引き留められた弁慶は意外そうな顔をした。

 

「じゃあ私いてもいいの?」

 

「それは……。いや、いてもらって構わないのだが、話を聞かれるのは困るというか……」

 

弁慶は苦笑する。

ならいないほうがいい。

 

「じゃ、大和。つまみ楽しみにしてる」

 

「任せてくれ」

 

一升瓶を手に去っていく弁慶。

それを見送る一同。

 

見えなくなった所で、楊志が言った。

 

「話は中で」

 

楊志の言葉に従って林冲たちは部屋に入っていく。

大和も続こうとして、何となく部屋の入り口を見上げた。

 

馴染みのある変哲の無い扉だ。

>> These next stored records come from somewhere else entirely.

/// Prompt asking for factor weights. Placeholders are filled by `build_weights_prompt`.
pub const WEIGHTS_PROMPT_TEMPLATE: &str = r#"Analyze this job posting and determine optimal scoring weights for candidate ranking.

Job Title: {title}
Department: {department}
Required Skills: {skills}
Experience Level: {experience_level}
Location: {location}

Return ONLY a JSON object with these 4 weights (each between 0 and 1, summing to 1.0):
{
  "skills_match": <weight>,
  "experience_match": <weight>,
  "location_match": <weight>,
  "education_match": <weight>
}"#;

/// Prompt asking for a short fit assessment of one shortlisted candidate.
pub const COMMENTARY_PROMPT_TEMPLATE: &str = r#"Assess this candidate's fit for the job.

Job: {title}
Required Skills: {job_skills}

Candidate: {full_name}
Skills: {candidate_skills}
Experience: {experience_years} years
Position: {current_position}
Matched skills: {matched}
Missing skills: {missing}

Provide a brief (2-3 sentence) assessment of their fit. Be honest about strengths and potential concerns."#;

/// Number of skills quoted per side in the commentary prompt.
pub const COMMENTARY_SKILL_LIMIT: usize = 5;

ドアプレートには何も書かれていない。

この外見から、中の和風感を察するのは土台無理な話だろう。

 

大和は視線を下に戻す。

また説明することになる。盧俊義のことや工藤のことを。

今日はやけに疲れる一日だ。

 

一度溜息を吐いて、喝を入れる。

今日何度目の喝かはわからない。

でもこれで最後になればいいと思う。少なくとも、今日の喝はこれで終わりであってほしい。

 

中から林冲の感嘆の声が聞こえる。

史進の口笛も聞こえた。

 

茶室に感動しているらしい。

大和は微笑んで中に入る。とりあえず、そのリアクションが見たかった。